Так постмодернизм отступает, он сдает позиции не только как философия и идеология, но и как технология, как изобразительная стратегия. Каждый, кто смотрит фильм, найдет себя среди обитателей деревни и вспомнит, когда в первый раз спросил у старших, что такое
• До какой степени “Белая лента” навеяна теми или иными личными переживаниями?
Разочарую вас: меня в детстве не били. Чтобы чем-то интересоваться, в чем-то копаться, искать причины какого-то явления, не обязательно пережить его на собственном опыте. Я против социопсихологических объяснений творческого процесса. Меня часто спрашивают, почему мои фильмы настолько мрачны, – но я не знаю, что ответить. Эрих Кестнер, когда его спросили о позитивной стороне его творчества, ответил: “Только дьявол ее знает”. (Смеется)
• В таком случае – речь только об истории Германии и Европы?
Я не снимал исторический фильм и не пытался дать объяснений тех событий, которые происходили в Германии в 1930—1940-х. Я просто показываю условия, создавшие благоприятную почву для этих событий, для возникновения некоей идеологии. Я не отделяю друг от друга религиозную или, скажем, левацкую идеологию – я просто моделирую хорошо мне знакомую ситуацию, в которой человек, терпящий определенные унижения, попадается в ловушку крысолова, предлагающего ему кажущийся выход из ситуации. Уже другой вопрос, кто предлагает этот выход – носитель фашистской или сталинистской идеологии. Я выбрал фашизм лишь потому, что этот пример – самый очевидный.

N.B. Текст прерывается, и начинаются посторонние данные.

//! Feed polling scheduler module.
//!
//! Runs one timer-driven poll loop per feed and hands new items to a
//! [`Notifier`].

mod notifier;
mod runner;

pub use notifier::Notifier;
pub use runner::{CycleOutcome, FeedPoller, PollerHandle, SchedulerMessage};
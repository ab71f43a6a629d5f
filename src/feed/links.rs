//! Ordered sequence of item links.

use serde::{Deserialize, Serialize};

/// An ordered list of item links.
///
/// Order is whatever the producer gave it: a freshly fetched list is in
/// feed-native order (newest first), retained history is oldest first.
#[derive(Debug, Clone, Default, PartialEq, Eq, Serialize, Deserialize)]
#[serde(transparent)]
pub struct LinkList(Vec<String>);

impl LinkList {
    /// Creates an empty list.
    #[must_use]
    pub const fn new() -> Self {
        Self(Vec::new())
    }

    /// Reverses the list in place.
    pub fn reverse(&mut self) {
        self.0.reverse();
    }

    /// Drops `link` and everything after it, keeping the strict prefix before it.
    ///
    /// Returns `false` and leaves the list untouched when `link` is absent.
    pub fn remove_older_than(&mut self, link: &str) -> bool {
        match self.position(link) {
            Some(pos) => {
                self.0.truncate(pos);
                true
            }
            None => false,
        }
    }

    /// Keeps only the last `max` links.
    pub fn keep_last(&mut self, max: usize) {
        if self.0.len() > max {
            let excess = self.0.len() - max;
            self.0.drain(..excess);
        }
    }

    /// Index of `link`, if present.
    #[must_use]
    pub fn position(&self, link: &str) -> Option<usize> {
        self.0.iter().position(|l| l == link)
    }

    #[must_use]
    pub fn contains(&self, link: &str) -> bool {
        self.position(link).is_some()
    }

    pub fn push(&mut self, link: impl Into<String>) {
        self.0.push(link.into());
    }

    #[must_use]
    pub fn first(&self) -> Option<&str> {
        self.0.first().map(String::as_str)
    }

    #[must_use]
    pub fn get(&self, index: usize) -> Option<&str> {
        self.0.get(index).map(String::as_str)
    }

    #[must_use]
    pub fn len(&self) -> usize {
        self.0.len()
    }

    #[must_use]
    pub fn is_empty(&self) -> bool {
        self.0.is_empty()
    }

    pub fn iter(&self) -> impl Iterator<Item = &str> {
        self.0.iter().map(String::as_str)
    }
}

impl From<Vec<String>> for LinkList {
    fn from(links: Vec<String>) -> Self {
        Self(links)
    }
}

impl From<Vec<&str>> for LinkList {
    fn from(links: Vec<&str>) -> Self {
        links.into_iter().map(str::to_owned).collect()
    }
}

impl FromIterator<String> for LinkList {
    fn from_iter<I: IntoIterator<Item = String>>(iter: I) -> Self {
        Self(iter.into_iter().collect())
    }
}

impl IntoIterator for LinkList {
    type Item = String;
    type IntoIter = std::vec::IntoIter<String>;

    fn into_iter(self) -> Self::IntoIter {
        self.0.into_iter()
    }
}
//! RSS Telegram Bot Library
//!
//! Polls RSS feeds and forwards newly published items to Telegram chats.
//!
//! This crate provides the core functionality for:
//! - Loading and validating the feed list and bot settings
//! - Fetching RSS feeds and detecting new items in publication order
//! - Sending items through the Telegram Bot API
//! - Running one poll loop per feed

pub mod config;
pub mod feed;
pub mod scheduler;
pub mod telegram;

• Снимая фильм о сколь угодно отдаленном историческом периоде, режиссер всегда говорит о сегодняшнем дне.
Разумеется, современных интерпретаций можно найти как угодно много – но я не буду говорить о них. К сожалению, хотя фильм и задумывался десять лет назад, с каждым годом появлялись новые примеры сходных явлений – основанных все на тех же старых принципах… Можно было сделать фильм об исламизме на основе тех же идей – впрочем, это уже был бы совсем другой фильм. Разумеется, воспитание детей – проблема вечная, она относится ко всему человечеству, а не только к Германии начала XX века. Я имею в виду не столько школьное образование, сколько домашнее воспитание. Главное влияние, которые испытывает человек, исходит из его семьи, из дома, в котором он вырос… Впрочем, многие умные люди говорили об этом задолго до меня.

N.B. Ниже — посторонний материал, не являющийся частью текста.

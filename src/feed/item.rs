//! Feed item as seen by the tracker and the notifier.

use chrono::{DateTime, Utc};
use serde::{Deserialize, Serialize};

/// A single `<item>` of an RSS channel.
///
/// The link is the dedup key; title and publish date travel along for the
/// notifier.
#[derive(Debug, Clone, PartialEq, Eq, Serialize, Deserialize)]
pub struct FeedItem {
    pub link: String,
    pub title: Option<String>,
    pub published: Option<DateTime<Utc>>,
}

impl FeedItem {
    /// Creates an item with only a link.
    #[must_use]
    pub fn new(link: impl Into<String>) -> Self {
        Self {
            link: link.into(),
            title: None,
            published: None,
        }
    }

    /// Sets the title.
    #[must_use]
    pub fn with_title(mut self, title: impl Into<String>) -> Self {
        self.title = Some(title.into());
        self
    }

    /// Converts an [`rss::Item`]. Returns `None` when the item has no usable link.
    #[must_use]
    pub fn from_rss(item: &rss::Item) -> Option<Self> {
        let link = item.link().map(str::trim).filter(|l| !l.is_empty())?;

        let title = item
            .title()
            .map(str::trim)
            .filter(|t| !t.is_empty())
            .map(str::to_owned);

        // Unparseable dates are dropped rather than failing the item.
        let published = item
            .pub_date()
            .and_then(|d| DateTime::parse_from_rfc2822(d.trim()).ok())
            .map(|dt| dt.with_timezone(&Utc));

        Some(Self {
            link: link.to_owned(),
            title,
            published,
        })
    }
}

#[cfg(test)]
mod tests {
    use super::*;

    #[test]
    fn test_from_rss_full() {
        let mut item = rss::Item::default();
        item.set_link("https://example.com/news/item1".to_owned());
        item.set_title(" Example news title1 ".to_owned());
        item.set_pub_date("Sun, 16 Aug 2020 13:30:00 +0300".to_owned());

        let parsed = FeedItem::from_rss(&item).unwrap();
        assert_eq!(parsed.link, "https://example.com/news/item1");
        assert_eq!(parsed.title.as_deref(), Some("Example news title1"));
        assert_eq!(
            parsed.published.unwrap().to_rfc3339(),
            "2020-08-16T10:30:00+00:00"
        );
    }

    #[test]
    fn test_from_rss_without_link() {
        let mut item = rss::Item::default();
        item.set_title("No link".to_owned());
        assert!(FeedItem::from_rss(&item).is_none());
    }

    #[test]
    fn test_from_rss_bad_date() {
        let mut item = rss::Item::default();
        item.set_link("https://example.com/1".to_owned());
        item.set_pub_date("yesterday".to_owned());

        let parsed = FeedItem::from_rss(&item).unwrap();
        assert!(parsed.published.is_none());
        assert!(parsed.title.is_none());
    }
}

• Можно ли сказать, что “Белая лента” – картина о фашизме? Фильмов на эту тему в Европе в последние полвека снималось, мягко говоря, немало.
О фашизме снято немало фильмов, но о периоде, который предшествовал фашизму, – ничтожно мало. Впрочем, не это меня вдохновило: сначала пришла идея, а потом – осознание недостаточной разработанности той территории, на которую я собирался вступить… Но фильм для меня – отнюдь не теоретическое упражнение: все темы и идеи вырастают из фильма, а сама работа над ним значительно более абстрактна, в ней гораздо больше необъяснимых подробностей, которые невозможно выразить в четких формулировках.
• Все время ускользая от любых трактовок вашего фильма, вы даете зрителю максимум свободы.
Совершенно верно. Когда я пишу сценарий, мне важно сконструировать фильм так, чтобы каждый зритель искал и находил собственную интерпретацию событий. Впрочем, существует и мое собственное – абсолютно логичное – объяснение происшедшего. Просто я вам его не скажу: ищите сами. Фильм должен кончаться не на экране, а в голове зрителя. Фильм в моем представлении – нечто вроде лыжного трамплина, который должен быть надежным, хорошо сконструированным. Но прыжок будет совершать сам зритель.